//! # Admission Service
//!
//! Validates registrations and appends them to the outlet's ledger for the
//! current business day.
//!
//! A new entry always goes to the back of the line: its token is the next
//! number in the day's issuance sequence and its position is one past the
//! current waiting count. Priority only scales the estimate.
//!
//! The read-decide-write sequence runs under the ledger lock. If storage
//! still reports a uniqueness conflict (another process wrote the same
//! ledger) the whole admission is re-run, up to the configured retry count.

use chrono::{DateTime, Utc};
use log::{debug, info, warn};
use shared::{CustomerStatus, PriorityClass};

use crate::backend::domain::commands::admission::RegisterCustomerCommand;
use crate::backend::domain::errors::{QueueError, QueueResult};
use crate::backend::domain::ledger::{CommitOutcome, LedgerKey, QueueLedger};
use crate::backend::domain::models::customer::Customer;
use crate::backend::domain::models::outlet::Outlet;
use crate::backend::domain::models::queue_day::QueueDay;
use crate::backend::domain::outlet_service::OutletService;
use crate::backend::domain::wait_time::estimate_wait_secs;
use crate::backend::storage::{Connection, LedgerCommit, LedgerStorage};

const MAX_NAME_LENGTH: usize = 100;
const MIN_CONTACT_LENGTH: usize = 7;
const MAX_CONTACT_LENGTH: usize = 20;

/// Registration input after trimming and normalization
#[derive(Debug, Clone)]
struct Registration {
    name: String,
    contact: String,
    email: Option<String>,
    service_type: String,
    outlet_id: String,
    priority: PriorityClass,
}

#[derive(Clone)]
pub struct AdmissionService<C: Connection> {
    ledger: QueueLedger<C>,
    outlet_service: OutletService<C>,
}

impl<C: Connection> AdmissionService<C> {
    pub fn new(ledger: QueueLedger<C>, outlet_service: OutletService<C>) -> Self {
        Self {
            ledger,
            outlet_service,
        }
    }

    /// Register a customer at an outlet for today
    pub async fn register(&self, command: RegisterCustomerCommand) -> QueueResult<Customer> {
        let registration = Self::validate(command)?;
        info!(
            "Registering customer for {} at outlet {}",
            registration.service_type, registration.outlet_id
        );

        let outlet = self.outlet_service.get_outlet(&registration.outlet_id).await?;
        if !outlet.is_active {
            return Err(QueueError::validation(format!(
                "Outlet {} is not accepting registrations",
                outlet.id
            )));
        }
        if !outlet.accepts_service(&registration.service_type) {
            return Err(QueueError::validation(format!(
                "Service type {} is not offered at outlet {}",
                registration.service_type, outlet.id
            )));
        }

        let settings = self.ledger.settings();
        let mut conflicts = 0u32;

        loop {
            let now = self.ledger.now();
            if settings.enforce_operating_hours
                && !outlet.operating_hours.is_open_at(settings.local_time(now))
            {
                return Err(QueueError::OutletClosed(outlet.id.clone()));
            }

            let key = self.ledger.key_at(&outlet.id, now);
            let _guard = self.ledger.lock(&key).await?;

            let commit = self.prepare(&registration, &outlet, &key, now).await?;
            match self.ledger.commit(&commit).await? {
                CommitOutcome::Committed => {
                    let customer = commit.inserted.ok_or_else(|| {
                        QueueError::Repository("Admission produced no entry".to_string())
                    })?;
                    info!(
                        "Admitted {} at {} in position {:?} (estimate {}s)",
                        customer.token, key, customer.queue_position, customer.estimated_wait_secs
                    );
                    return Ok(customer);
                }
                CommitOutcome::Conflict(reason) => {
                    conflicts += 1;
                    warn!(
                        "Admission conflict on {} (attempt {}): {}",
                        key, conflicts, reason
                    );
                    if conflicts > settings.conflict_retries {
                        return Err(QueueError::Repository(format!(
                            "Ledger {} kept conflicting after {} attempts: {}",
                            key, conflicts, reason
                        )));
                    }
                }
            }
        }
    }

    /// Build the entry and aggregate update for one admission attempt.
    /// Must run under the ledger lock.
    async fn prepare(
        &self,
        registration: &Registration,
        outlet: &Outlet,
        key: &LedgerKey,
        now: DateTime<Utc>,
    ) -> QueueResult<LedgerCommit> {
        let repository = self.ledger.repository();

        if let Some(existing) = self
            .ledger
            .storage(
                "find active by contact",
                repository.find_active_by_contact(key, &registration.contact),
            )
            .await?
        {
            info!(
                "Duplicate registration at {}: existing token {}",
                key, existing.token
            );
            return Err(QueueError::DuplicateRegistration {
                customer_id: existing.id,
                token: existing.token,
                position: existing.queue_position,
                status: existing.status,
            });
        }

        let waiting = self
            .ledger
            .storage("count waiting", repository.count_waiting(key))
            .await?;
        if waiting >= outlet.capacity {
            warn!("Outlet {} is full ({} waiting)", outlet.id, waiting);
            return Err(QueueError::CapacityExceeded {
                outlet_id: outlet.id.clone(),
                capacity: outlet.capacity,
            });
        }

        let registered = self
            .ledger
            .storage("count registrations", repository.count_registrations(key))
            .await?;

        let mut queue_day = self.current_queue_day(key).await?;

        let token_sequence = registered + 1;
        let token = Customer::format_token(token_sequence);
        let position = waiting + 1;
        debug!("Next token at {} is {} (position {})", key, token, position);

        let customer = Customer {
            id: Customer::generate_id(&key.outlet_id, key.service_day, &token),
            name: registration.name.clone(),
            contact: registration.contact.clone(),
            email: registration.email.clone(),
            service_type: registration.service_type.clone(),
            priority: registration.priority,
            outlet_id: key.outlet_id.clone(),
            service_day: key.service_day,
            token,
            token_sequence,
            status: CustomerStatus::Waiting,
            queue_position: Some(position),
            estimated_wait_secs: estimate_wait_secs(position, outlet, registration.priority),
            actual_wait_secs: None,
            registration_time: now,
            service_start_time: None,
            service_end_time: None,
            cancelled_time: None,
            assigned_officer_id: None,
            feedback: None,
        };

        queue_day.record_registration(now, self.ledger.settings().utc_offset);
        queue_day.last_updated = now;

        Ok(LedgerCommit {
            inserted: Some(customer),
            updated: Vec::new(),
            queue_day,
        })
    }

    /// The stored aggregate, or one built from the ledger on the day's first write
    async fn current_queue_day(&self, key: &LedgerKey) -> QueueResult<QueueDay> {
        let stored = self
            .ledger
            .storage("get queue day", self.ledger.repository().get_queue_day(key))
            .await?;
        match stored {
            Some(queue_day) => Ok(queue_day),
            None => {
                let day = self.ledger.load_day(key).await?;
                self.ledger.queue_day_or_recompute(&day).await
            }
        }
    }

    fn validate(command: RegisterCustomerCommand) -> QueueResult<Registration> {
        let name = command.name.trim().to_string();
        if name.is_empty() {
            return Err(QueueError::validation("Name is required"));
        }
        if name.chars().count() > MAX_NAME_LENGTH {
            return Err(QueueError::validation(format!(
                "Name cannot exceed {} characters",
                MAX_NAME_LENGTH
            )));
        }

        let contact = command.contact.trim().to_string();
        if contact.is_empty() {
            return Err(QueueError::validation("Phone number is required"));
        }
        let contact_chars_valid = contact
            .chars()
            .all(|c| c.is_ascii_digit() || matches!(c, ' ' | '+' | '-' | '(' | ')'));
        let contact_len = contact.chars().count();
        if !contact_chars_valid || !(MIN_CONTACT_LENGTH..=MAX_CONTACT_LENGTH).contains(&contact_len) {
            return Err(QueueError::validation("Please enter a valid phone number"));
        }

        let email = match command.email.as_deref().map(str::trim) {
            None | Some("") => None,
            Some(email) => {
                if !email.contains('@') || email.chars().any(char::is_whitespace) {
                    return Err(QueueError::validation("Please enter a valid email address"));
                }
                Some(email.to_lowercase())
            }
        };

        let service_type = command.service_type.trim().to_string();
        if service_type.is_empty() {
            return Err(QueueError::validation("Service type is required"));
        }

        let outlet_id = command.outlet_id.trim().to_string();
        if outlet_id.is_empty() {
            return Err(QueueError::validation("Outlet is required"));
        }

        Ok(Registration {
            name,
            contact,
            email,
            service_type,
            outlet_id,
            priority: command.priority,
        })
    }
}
• • •
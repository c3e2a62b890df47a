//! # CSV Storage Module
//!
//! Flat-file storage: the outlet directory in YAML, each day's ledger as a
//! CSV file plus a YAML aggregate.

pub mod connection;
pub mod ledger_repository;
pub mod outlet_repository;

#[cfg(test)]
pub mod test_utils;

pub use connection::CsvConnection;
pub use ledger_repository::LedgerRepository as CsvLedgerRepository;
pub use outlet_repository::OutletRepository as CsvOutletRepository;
• • •
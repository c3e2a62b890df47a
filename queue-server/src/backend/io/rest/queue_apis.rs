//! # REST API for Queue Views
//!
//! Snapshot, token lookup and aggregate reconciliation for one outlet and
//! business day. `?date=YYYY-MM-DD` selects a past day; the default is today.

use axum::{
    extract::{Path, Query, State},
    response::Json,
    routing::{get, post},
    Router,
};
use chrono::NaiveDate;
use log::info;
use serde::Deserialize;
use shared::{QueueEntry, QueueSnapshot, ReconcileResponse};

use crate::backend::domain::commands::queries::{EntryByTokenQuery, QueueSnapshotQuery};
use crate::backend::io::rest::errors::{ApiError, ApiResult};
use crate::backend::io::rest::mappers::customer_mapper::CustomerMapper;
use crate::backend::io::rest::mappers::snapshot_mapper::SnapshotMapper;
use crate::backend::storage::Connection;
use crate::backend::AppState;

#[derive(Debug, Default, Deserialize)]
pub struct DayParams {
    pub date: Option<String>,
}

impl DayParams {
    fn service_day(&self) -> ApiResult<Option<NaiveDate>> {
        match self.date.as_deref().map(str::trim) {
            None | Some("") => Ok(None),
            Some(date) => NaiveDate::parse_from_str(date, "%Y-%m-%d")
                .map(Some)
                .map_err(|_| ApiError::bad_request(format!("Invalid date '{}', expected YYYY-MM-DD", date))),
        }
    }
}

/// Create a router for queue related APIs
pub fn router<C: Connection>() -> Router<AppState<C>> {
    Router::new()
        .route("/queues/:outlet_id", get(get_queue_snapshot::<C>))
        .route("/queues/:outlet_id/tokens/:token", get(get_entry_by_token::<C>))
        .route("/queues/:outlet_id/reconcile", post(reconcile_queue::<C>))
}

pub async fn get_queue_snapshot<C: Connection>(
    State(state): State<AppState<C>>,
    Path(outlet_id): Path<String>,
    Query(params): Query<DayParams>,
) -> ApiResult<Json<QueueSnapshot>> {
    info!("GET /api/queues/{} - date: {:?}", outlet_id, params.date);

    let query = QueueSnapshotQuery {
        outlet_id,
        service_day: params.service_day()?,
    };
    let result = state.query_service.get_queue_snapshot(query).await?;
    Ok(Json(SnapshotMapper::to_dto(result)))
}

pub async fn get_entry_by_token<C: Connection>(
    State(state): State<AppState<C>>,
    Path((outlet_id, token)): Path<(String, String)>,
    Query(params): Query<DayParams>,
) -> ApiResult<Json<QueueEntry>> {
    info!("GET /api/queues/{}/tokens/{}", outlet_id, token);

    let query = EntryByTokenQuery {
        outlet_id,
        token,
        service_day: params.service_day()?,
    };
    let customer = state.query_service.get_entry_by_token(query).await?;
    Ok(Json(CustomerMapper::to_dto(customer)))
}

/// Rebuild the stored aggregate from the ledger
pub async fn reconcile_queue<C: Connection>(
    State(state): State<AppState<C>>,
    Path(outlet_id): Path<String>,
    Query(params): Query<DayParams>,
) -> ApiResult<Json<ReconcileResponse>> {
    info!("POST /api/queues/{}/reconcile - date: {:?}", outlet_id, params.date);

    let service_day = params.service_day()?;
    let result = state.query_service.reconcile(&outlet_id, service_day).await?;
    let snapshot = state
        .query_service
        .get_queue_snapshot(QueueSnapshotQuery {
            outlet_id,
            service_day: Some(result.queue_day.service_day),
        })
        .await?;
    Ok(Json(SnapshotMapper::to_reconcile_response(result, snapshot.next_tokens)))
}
• • •
> _Exercise objective_
Your answer should consist of every line from the entries that holds "None".

> _Exercise output_
            actual_wait_secs: None,
            service_start_time: None,
            service_end_time: None,
            cancelled_time: None,
            assigned_officer_id: None,
            feedback: None,
            None => {
            None | Some("") => None,
            None | Some("") => Ok(None),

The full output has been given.